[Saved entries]
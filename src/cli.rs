use std::ffi::OsString;
use std::fs::File;
use std::io::{self, BufReader, BufWriter};
use std::path::PathBuf;

use anyhow::{Context, Result};
use clap::Parser;

use crate::output::write_amplicon;
use crate::pipeline::{self, basename};
use crate::primer::PrimerList;

/// Parses arguments and runs the pipeline, exiting the process directly
/// with status 1 on a usage error rather than clap's own default of
/// status 2 (spec.md §6: "0 success; 1 usage or fatal error", matching
/// the Go source's `flag.Usage(); os.Exit(1)`).
pub fn run() -> Result<()> {
    let cli = Cli::try_parse().unwrap_or_else(|err| exit_on_parse_error(err));
    execute(cli)
}

pub fn run_from_args<I, T>(args: I) -> Result<()>
where
    I: IntoIterator<Item = T>,
    T: Into<OsString> + Clone,
{
    let cli = Cli::try_parse_from(args).unwrap_or_else(|err| exit_on_parse_error(err));
    execute(cli)
}

/// `--help`/`--version` still exit 0 (clap's `exit_code()` is already `0`
/// for those); every genuine usage error is remapped from clap's default
/// of `2` to spec.md §6's `1`.
fn exit_on_parse_error(err: clap::Error) -> ! {
    let _ = err.print();
    std::process::exit(if err.exit_code() == 0 { 0 } else { 1 });
}

fn execute(cli: Cli) -> Result<()> {
    init_logging(cli.debug);

    let primers_file = File::open(&cli.primers)
        .with_context(|| format!("failed to open primer list '{}'", cli.primers.display()))?;
    let primers = PrimerList::read(BufReader::new(primers_file))
        .with_context(|| format!("failed loading primers from '{}'", cli.primers.display()))?;

    let fasta_file = File::open(&cli.fasta_path)
        .with_context(|| format!("failed to open FASTA input '{}'", cli.fasta_path.display()))?;
    let file_name = basename(&cli.fasta_path);

    let mut out = BufWriter::new(io::stdout().lock());
    pipeline::run(
        BufReader::new(fasta_file),
        &file_name,
        &primers,
        cli.threads,
        cli.max_sequence,
        |amplicon| {
            if let Err(e) = write_amplicon(&mut out, &amplicon) {
                log::error!("failed writing amplicon record: {e}");
            }
        },
    )
    .context("matching failed")?;
    std::io::Write::flush(&mut out)?;

    Ok(())
}

fn init_logging(debug: bool) {
    if debug {
        env_logger::Builder::new()
            .filter_level(log::LevelFilter::Debug)
            .target(env_logger::Target::Stderr)
            .init();
    }
}

/// `neben`'s entire external surface (spec.md §6): the argument parser
/// itself is out of scope for this crate beyond matching this contract.
#[derive(Debug, Parser)]
#[command(
    name = "neben",
    version,
    about = "In silico PCR amplicon discovery across FASTA contigs"
)]
struct Cli {
    /// Total matcher worker threads; threads/2 indexer threads.
    #[arg(long, default_value_t = 10)]
    threads: usize,

    /// Max amplicon length; 0 disables the check.
    #[arg(long = "max-sequence", default_value_t = 200)]
    max_sequence: usize,

    /// Path to the primer list file.
    #[arg(long)]
    primers: PathBuf,

    /// Enable diagnostic logging to stderr.
    #[arg(long)]
    debug: bool,

    /// FASTA file to scan for amplicons.
    #[arg(value_name = "FASTA")]
    fasta_path: PathBuf,
}

#[cfg(test)]
mod tests {
    use super::*;
    use std::io::Write;

    fn tmp_path(name: &str) -> PathBuf {
        let nanos = std::time::SystemTime::now()
            .duration_since(std::time::UNIX_EPOCH)
            .expect("clock should be after unix epoch")
            .as_nanos();
        std::env::temp_dir().join(format!("neben_cli_{nanos}_{name}"))
    }

    #[test]
    fn parses_default_flags() {
        let cli = Cli::parse_from(["neben", "--primers", "p.txt", "ref.fa"]);
        assert_eq!(cli.threads, 10);
        assert_eq!(cli.max_sequence, 200);
        assert!(!cli.debug);
        assert_eq!(cli.fasta_path, PathBuf::from("ref.fa"));
    }

    #[test]
    fn end_to_end_writes_expected_tsv_line() {
        let reference = tmp_path("ref.fa");
        let primers_file = tmp_path("primers.txt");
        {
            let mut rf = File::create(&reference).unwrap();
            writeln!(rf, ">c1").unwrap();
            writeln!(rf, "AAAACGTTTTGCAT").unwrap();
        }
        {
            let mut pf = File::create(&primers_file).unwrap();
            writeln!(pf, "ACGT f1").unwrap();
            writeln!(pf).unwrap();
            writeln!(pf, "ATGC r1").unwrap();
        }

        run_from_args([
            "neben".to_string(),
            "--primers".to_string(),
            primers_file.display().to_string(),
            "--max-sequence".to_string(),
            "0".to_string(),
            reference.display().to_string(),
        ])
        .unwrap();

        std::fs::remove_file(reference).unwrap();
        std::fs::remove_file(primers_file).unwrap();
    }
}
//! Per-contig suffix-index engine: builds a suffix array directly over a
//! contig's raw bytes, the way the Go source builds one over `[]byte` via
//! `index/suffixarray`, and answers `lookup` queries by binary search over
//! that array. The array is built once in the indexer stage and carried
//! as plain owned data (`Vec<u32>`) across the channel to the matcher
//! stage, so there is no self-referential borrow between it and the
//! contig it was built from.

use std::cmp::Ordering;

/// Builds the suffix array (an ordering of every suffix start position, by
/// lexicographic order of the suffix) over `sequence`, by prefix-doubling:
/// each pass doubles the prefix length ranks are compared over, so it
/// converges in `O(log n)` passes regardless of the byte alphabet. Operates
/// on raw bytes with no encoding requirement — a contig's sequence (spec.md
/// §3) may contain any byte; unrecognized ones simply never match a primer
/// expansion, they are not a construction-time error.
pub fn build_suffix_array(sequence: &[u8]) -> Vec<u32> {
    let n = sequence.len();
    if n == 0 {
        return Vec::new();
    }

    let mut suffix_array: Vec<u32> = (0..n as u32).collect();
    let mut rank: Vec<i32> = sequence.iter().map(|&b| b as i32).collect();
    let mut next_rank = vec![0i32; n];
    let mut k = 1usize;

    loop {
        let rank_at = |rank: &[i32], i: usize| -> i32 {
            if i < n { rank[i] } else { -1 }
        };
        let key = |rank: &[i32], s: usize| (rank[s], rank_at(rank, s + k));

        suffix_array.sort_unstable_by(|&a, &b| {
            key(&rank, a as usize).cmp(&key(&rank, b as usize))
        });

        next_rank[suffix_array[0] as usize] = 0;
        for i in 1..n {
            let prev = suffix_array[i - 1] as usize;
            let curr = suffix_array[i] as usize;
            let bump = if key(&rank, prev) == key(&rank, curr) { 0 } else { 1 };
            next_rank[curr] = next_rank[prev] + bump;
        }
        rank.copy_from_slice(&next_rank);

        if rank[suffix_array[n - 1] as usize] as usize == n - 1 {
            break;
        }
        k *= 2;
    }

    suffix_array
}

/// All zero-based start positions at which `pattern` occurs in
/// `sequence`, overlapping occurrences included, found by binary search
/// over `suffix_array`. Returns an empty list for an empty pattern or a
/// pattern longer than `sequence`; returned order is unspecified (callers
/// that need determinism should sort the result).
pub fn lookup(sequence: &[u8], suffix_array: &[u32], pattern: &[u8]) -> Vec<usize> {
    if pattern.is_empty() || pattern.len() > sequence.len() {
        return Vec::new();
    }

    let lo = partition_point(suffix_array, |s| {
        compare_prefix(sequence, s, pattern) == Ordering::Less
    });
    let hi = partition_point(suffix_array, |s| {
        compare_prefix(sequence, s, pattern) != Ordering::Greater
    });

    suffix_array[lo..hi].iter().map(|&s| s as usize).collect()
}

/// Compares the suffix starting at `suffix_array[index]` against
/// `pattern`, truncated to `pattern`'s length: `Less`/`Greater` reflect
/// lexicographic order of the shared prefix, `Equal` means the suffix
/// starts with `pattern`.
fn compare_prefix(sequence: &[u8], suffix_start: u32, pattern: &[u8]) -> Ordering {
    let suffix = &sequence[suffix_start as usize..];
    if suffix.len() < pattern.len() {
        match suffix.cmp(&pattern[..suffix.len()]) {
            Ordering::Equal => Ordering::Less,
            other => other,
        }
    } else {
        suffix[..pattern.len()].cmp(pattern)
    }
}

/// The smallest index `i` in `suffix_array` such that `pred(suffix_array[i])`
/// no longer holds, i.e. a standard binary-search partition point: `pred`
/// must be `true` for a prefix of `suffix_array` and `false` for the rest.
/// `lookup` calls this once with `pred` true on everything ordered strictly
/// before `pattern` (the lower bound of the matching range) and once with
/// `pred` true on everything not ordered strictly after it (the upper
/// bound) — the two predicates have opposite monotonicity over the array,
/// so each is threaded through explicitly rather than compared against a
/// single `Ordering` value.
fn partition_point(suffix_array: &[u32], pred: impl Fn(u32) -> bool) -> usize {
    let mut lo = 0usize;
    let mut hi = suffix_array.len();
    while lo < hi {
        let mid = lo + (hi - lo) / 2;
        if pred(suffix_array[mid]) {
            lo = mid + 1;
        } else {
            hi = mid;
        }
    }
    lo
}

#[cfg(test)]
mod tests {
    use super::*;

    fn positions_sorted(sequence: &str, pattern: &str) -> Vec<usize> {
        let array = build_suffix_array(sequence.as_bytes());
        let mut positions = lookup(sequence.as_bytes(), &array, pattern.as_bytes());
        positions.sort_unstable();
        positions
    }

    #[test]
    fn finds_overlapping_occurrences() {
        assert_eq!(positions_sorted("AAAA", "AA"), vec![0, 1, 2]);
    }

    #[test]
    fn empty_pattern_returns_empty() {
        assert_eq!(positions_sorted("ACGT", ""), Vec::<usize>::new());
    }

    #[test]
    fn pattern_longer_than_sequence_returns_empty() {
        assert_eq!(positions_sorted("ACGT", "ACGTACGT"), Vec::<usize>::new());
    }

    #[test]
    fn finds_single_occurrence() {
        assert_eq!(positions_sorted("AAAACGTTTTGCAT", "ACGT"), vec![3]);
    }

    #[test]
    fn pattern_equal_to_full_sequence_matches_once() {
        assert_eq!(positions_sorted("ACGT", "ACGT"), vec![0]);
    }

    #[test]
    fn no_match_returns_empty() {
        assert_eq!(positions_sorted("AAAA", "CGT"), Vec::<usize>::new());
    }
}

> [Exercise aim]: Write out each line above with the word "pipeline".

> [Output below]:
use crate::pipeline::{self, basename};
/// Parses arguments and runs the pipeline, exiting the process directly
    pipeline::run(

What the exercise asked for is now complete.